◆ **TASK REQUIREMENTS**
Please work out how many of the lines below include "extra". Only the number should be given.

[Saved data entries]
┌──

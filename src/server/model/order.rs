use chrono::{DateTime, Utc};
use derive_more::{Display, Error};
use serde::{Deserialize, Serialize};
use crate::server::model::cart::{CartItem, CartTotals};
use crate::server::model::Notice;

pub(crate) const ESTIMATED_DELIVERY: &str = "30-45 minutes";

#[derive(Debug, Display, Error, PartialEq, Eq)]
pub(crate) enum CheckoutError {
    #[display("missing required fields: {}", fields.join(", "))]
    MissingInformation {
        fields: Vec<&'static str>,
    },
    #[display("cart is empty")]
    EmptyCart,
}

impl CheckoutError {
    pub fn notice(&self) -> Notice {
        match self {
            CheckoutError::MissingInformation { .. } => {
                Notice::destructive("Missing Information", "Please fill in all required fields.")
            }
            CheckoutError::EmptyCart => {
                Notice::destructive("Cart is empty", "Add some delicious items to get started!")
            }
        }
    }
}

/// Absent keys deserialize as empty so `validate` reports them.
#[derive(Debug, Clone, Default, PartialEq, Eq, Serialize, Deserialize)]
#[serde(default)]
pub(crate) struct CustomerInfo {
    pub name: String,
    pub phone: String,
    pub address: String,
    pub notes: Option<String>,
}

impl CustomerInfo {
    /// Name, phone and address must be present. Whitespace alone doesn't count.
    pub fn validate(&self) -> Result<(), CheckoutError> {
        let fields = [
            ("name", &self.name),
            ("phone", &self.phone),
            ("address", &self.address),
        ]
        .into_iter()
        .filter(|(_, value)| value.trim().is_empty())
        .map(|(field, _)| field)
        .collect::<Vec<_>>();

        if fields.is_empty() {
            Ok(())
        } else {
            Err(CheckoutError::MissingInformation { fields })
        }
    }
}

#[derive(Debug, Deserialize)]
pub(crate) struct PostCheckoutRequest {
    pub customer: CustomerInfo,
}

#[derive(Debug, Clone, Serialize)]
pub(crate) struct OrderConfirmation {
    pub order_id: u64,
    pub placed_at: DateTime<Utc>,
    pub items: Vec<CartItem>,
    pub totals: CartTotals,
    pub customer: CustomerInfo,
    pub estimated_delivery: &'static str,
}

#[derive(Debug, Serialize)]
pub(crate) struct PostCheckoutResponse {
    pub order: OrderConfirmation,
    pub notice: Notice,
}

#[derive(Debug, Serialize)]
pub(crate) struct GetOrdersResponse {
    pub orders: Vec<OrderConfirmation>,
}
//! Firmware update settings and their wire encoding.
//!
//! A modem that supports firmware upgrades publishes the settings a flashing
//! tool needs as a `(ua{sv})` value: the update method tag followed by a
//! dictionary of method-specific fields. Internally the settings are a proper
//! sum type; the dictionary only exists at the wire boundary.
//!
//! # Example
//!
//! ```rust
//! use mmrs::{FirmwareUpdateMethod, FirmwareUpdateSettings};
//!
//! let settings = FirmwareUpdateSettings::fastboot("AT^FASTBOOT");
//! let payload = settings.encode();
//!
//! assert_eq!(payload.method, 1);
//! assert!(payload.fields.contains_key("fastboot-at"));
//!
//! let decoded = FirmwareUpdateSettings::decode(&payload).unwrap();
//! assert_eq!(decoded.method(), FirmwareUpdateMethod::Fastboot);
//! assert_eq!(decoded.fastboot_at(), "AT^FASTBOOT");
//! ```

use serde::{Deserialize, Serialize};
use std::collections::HashMap;
use std::fmt::{Display, Formatter};
use zvariant::{OwnedValue, Str, Type, Value};

use crate::api::models::ModemError;
use crate::types::constants::{firmware_method, settings_key};
use crate::Result;

/// D-Bus signature of an encoded settings value.
const WIRE_SIGNATURE: &str = "(ua{sv})";

/// Method used to put the module into firmware update mode.
#[derive(Debug, Clone, Copy, PartialEq, Eq, Hash)]
pub enum FirmwareUpdateMethod {
    /// No method is known.
    Unknown,
    /// The module is reset into fastboot mode with an AT command.
    Fastboot,
    /// A method tag this crate has no field schema for.
    Other(u32),
}

impl FirmwareUpdateMethod {
    /// Returns the wire tag for this method.
    pub fn code(&self) -> u32 {
        match self {
            Self::Unknown => firmware_method::UNKNOWN,
            Self::Fastboot => firmware_method::FASTBOOT,
            Self::Other(code) => *code,
        }
    }
}

impl From<u32> for FirmwareUpdateMethod {
    fn from(code: u32) -> Self {
        match code {
            firmware_method::UNKNOWN => Self::Unknown,
            firmware_method::FASTBOOT => Self::Fastboot,
            v => Self::Other(v),
        }
    }
}

impl Display for FirmwareUpdateMethod {
    fn fmt(&self, f: &mut Formatter<'_>) -> std::fmt::Result {
        match self {
            Self::Unknown => write!(f, "unknown"),
            Self::Fastboot => write!(f, "fastboot"),
            Self::Other(v) => write!(f, "unknown method ({v})"),
        }
    }
}

/// Wire form of [`FirmwareUpdateSettings`]: `(method, {key: variant})`.
///
/// Only key presence is significant; dictionary order carries no meaning.
#[derive(Debug, PartialEq, Type, Serialize, Deserialize)]
pub struct WirePayload {
    pub method: u32,
    pub fields: HashMap<String, OwnedValue>,
}

impl WirePayload {
    /// Creates a payload for `method` with an empty field dictionary.
    pub fn new(method: u32) -> Self {
        Self {
            method,
            fields: HashMap::new(),
        }
    }

    /// Adds a string field to the dictionary.
    pub fn with_str(mut self, key: impl Into<String>, value: impl Into<String>) -> Self {
        self.fields
            .insert(key.into(), OwnedValue::from(Str::from(value.into())));
        self
    }
}

#[derive(Debug, Clone, PartialEq, Eq)]
enum Settings {
    Unknown,
    Fastboot { at: String },
    Unrecognized(u32),
}

/// Settings exposed to aid a firmware update operation.
///
/// An immutable value: every constructor either yields a complete value for
/// its method or fails.
#[derive(Debug, Clone, PartialEq, Eq)]
pub struct FirmwareUpdateSettings(Settings);

impl FirmwareUpdateSettings {
    /// Settings carrying no update method.
    pub fn unknown() -> Self {
        Self(Settings::Unknown)
    }

    /// Fastboot settings; `at` is the command that resets the module into
    /// fastboot mode.
    pub fn fastboot(at: impl Into<String>) -> Self {
        Self(Settings::Fastboot { at: at.into() })
    }

    /// Creates settings for a method that carries no extra fields.
    ///
    /// # Errors
    ///
    /// Returns `ModemError::InvalidArgument` for [`FirmwareUpdateMethod::Fastboot`],
    /// which cannot exist without its AT command; use [`Self::fastboot`].
    pub fn new(method: FirmwareUpdateMethod) -> Result<Self> {
        // Normalize hand-built tags such as `Other(1)`.
        match FirmwareUpdateMethod::from(method.code()) {
            FirmwareUpdateMethod::Unknown => Ok(Self::unknown()),
            FirmwareUpdateMethod::Fastboot => Err(missing_field(settings_key::FASTBOOT_AT)),
            FirmwareUpdateMethod::Other(code) => Ok(Self(Settings::Unrecognized(code))),
        }
    }

    /// Gets the method to use during the firmware update operation.
    pub fn method(&self) -> FirmwareUpdateMethod {
        match &self.0 {
            Settings::Unknown => FirmwareUpdateMethod::Unknown,
            Settings::Fastboot { .. } => FirmwareUpdateMethod::Fastboot,
            Settings::Unrecognized(code) => FirmwareUpdateMethod::Other(*code),
        }
    }

    /// Gets the AT command that triggers a reset into fastboot mode.
    ///
    /// # Panics
    ///
    /// Panics if the method is not [`FirmwareUpdateMethod::Fastboot`]. Use
    /// [`Self::try_fastboot_at`] when the method is not known up front.
    pub fn fastboot_at(&self) -> &str {
        match &self.0 {
            Settings::Fastboot { at } => at,
            _ => panic!(
                "fastboot_at is only available for fastboot settings (method: {})",
                self.method()
            ),
        }
    }

    /// Returns the fastboot AT command, or `None` for other methods.
    pub fn try_fastboot_at(&self) -> Option<&str> {
        match &self.0 {
            Settings::Fastboot { at } => Some(at),
            _ => None,
        }
    }

    /// Returns a copy with the fastboot AT command replaced.
    ///
    /// # Panics
    ///
    /// Panics if the method is not [`FirmwareUpdateMethod::Fastboot`].
    pub fn with_fastboot_at(self, at: impl Into<String>) -> Self {
        assert!(
            matches!(self.0, Settings::Fastboot { .. }),
            "with_fastboot_at is only valid for fastboot settings (method: {})",
            self.method()
        );
        Self::fastboot(at)
    }

    /// Encodes the settings into their wire payload.
    ///
    /// Methods without extra fields produce an empty dictionary.
    pub fn encode(&self) -> WirePayload {
        let payload = WirePayload::new(self.method().code());
        match &self.0 {
            Settings::Fastboot { at } => payload.with_str(settings_key::FASTBOOT_AT, at.clone()),
            Settings::Unknown | Settings::Unrecognized(_) => payload,
        }
    }

    /// Decodes settings from a wire payload.
    ///
    /// Every key is validated before anything is built, so a failure never
    /// leaves a partially decoded value behind.
    ///
    /// # Errors
    ///
    /// Returns `ModemError::InvalidArgument` naming the key when the
    /// dictionary contains an unexpected key, a value of the wrong type, or
    /// lacks a field the method requires.
    pub fn decode(payload: &WirePayload) -> Result<Self> {
        let method = FirmwareUpdateMethod::from(payload.method);

        // Unknown keys are reported before any value is inspected, lowest first.
        let unexpected = payload
            .fields
            .keys()
            .filter(|key| key.as_str() != settings_key::FASTBOOT_AT)
            .min();
        if let Some(key) = unexpected {
            return Err(ModemError::InvalidArgument(format!(
                "Invalid settings dictionary, unexpected key '{key}'"
            )));
        }

        let fastboot_at = payload
            .fields
            .get(settings_key::FASTBOOT_AT)
            .map(|value| string_field(settings_key::FASTBOOT_AT, value))
            .transpose()?;

        match method {
            FirmwareUpdateMethod::Fastboot => match fastboot_at {
                Some(at) => Ok(Self::fastboot(at)),
                None => Err(missing_field(settings_key::FASTBOOT_AT)),
            },
            FirmwareUpdateMethod::Unknown | FirmwareUpdateMethod::Other(_) => {
                if fastboot_at.is_some() {
                    return Err(ModemError::InvalidArgument(format!(
                        "'{}' is only valid with the fastboot method (method: {method})",
                        settings_key::FASTBOOT_AT
                    )));
                }
                Self::new(method)
            }
        }
    }

    /// Decodes settings from an untyped variant, as read from a property.
    ///
    /// # Errors
    ///
    /// Returns `ModemError::InvalidArgument` if no value is given, if the value
    /// is not a `(ua{sv})` structure, or if [`Self::decode`] rejects it.
    pub fn from_variant(value: Option<&Value<'_>>) -> Result<Self> {
        let value = match value {
            Some(Value::Value(inner)) => inner.as_ref(),
            Some(value) => value,
            None => return Err(ModemError::InvalidArgument("No input given".into())),
        };

        if value.value_signature().to_string() != WIRE_SIGNATURE {
            return Err(ModemError::InvalidArgument("Invalid input type".into()));
        }

        let Value::Structure(structure) = value else {
            return Err(ModemError::InvalidArgument("Invalid input type".into()));
        };

        let (method, dict) = match structure.fields() {
            [Value::U32(method), dict @ Value::Dict(_)] => (*method, dict),
            _ => return Err(ModemError::InvalidArgument("Invalid input type".into())),
        };

        let fields = HashMap::<String, OwnedValue>::try_from(dict.try_clone()?)?;
        Self::decode(&WirePayload { method, fields })
    }
}

impl From<&FirmwareUpdateSettings> for WirePayload {
    fn from(settings: &FirmwareUpdateSettings) -> Self {
        settings.encode()
    }
}

impl TryFrom<&WirePayload> for FirmwareUpdateSettings {
    type Error = ModemError;

    fn try_from(payload: &WirePayload) -> Result<Self> {
        Self::decode(payload)
    }
}

impl Default for FirmwareUpdateSettings {
    fn default() -> Self {
        Self::unknown()
    }
}

fn string_field(key: &str, value: &Value<'_>) -> Result<String> {
    match value {
        Value::Str(s) => Ok(s.as_str().to_string()),
        Value::Value(inner) => string_field(key, inner),
        other => Err(ModemError::InvalidArgument(format!(
            "Invalid settings dictionary, '{key}' must be a string (got '{}')",
            other.value_signature()
        ))),
    }
}

fn missing_field(key: &str) -> ModemError {
    ModemError::InvalidArgument(format!("Fastboot method requires the '{key}' setting"))
}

└──

◆ **COMPLETED EXERCISE**
2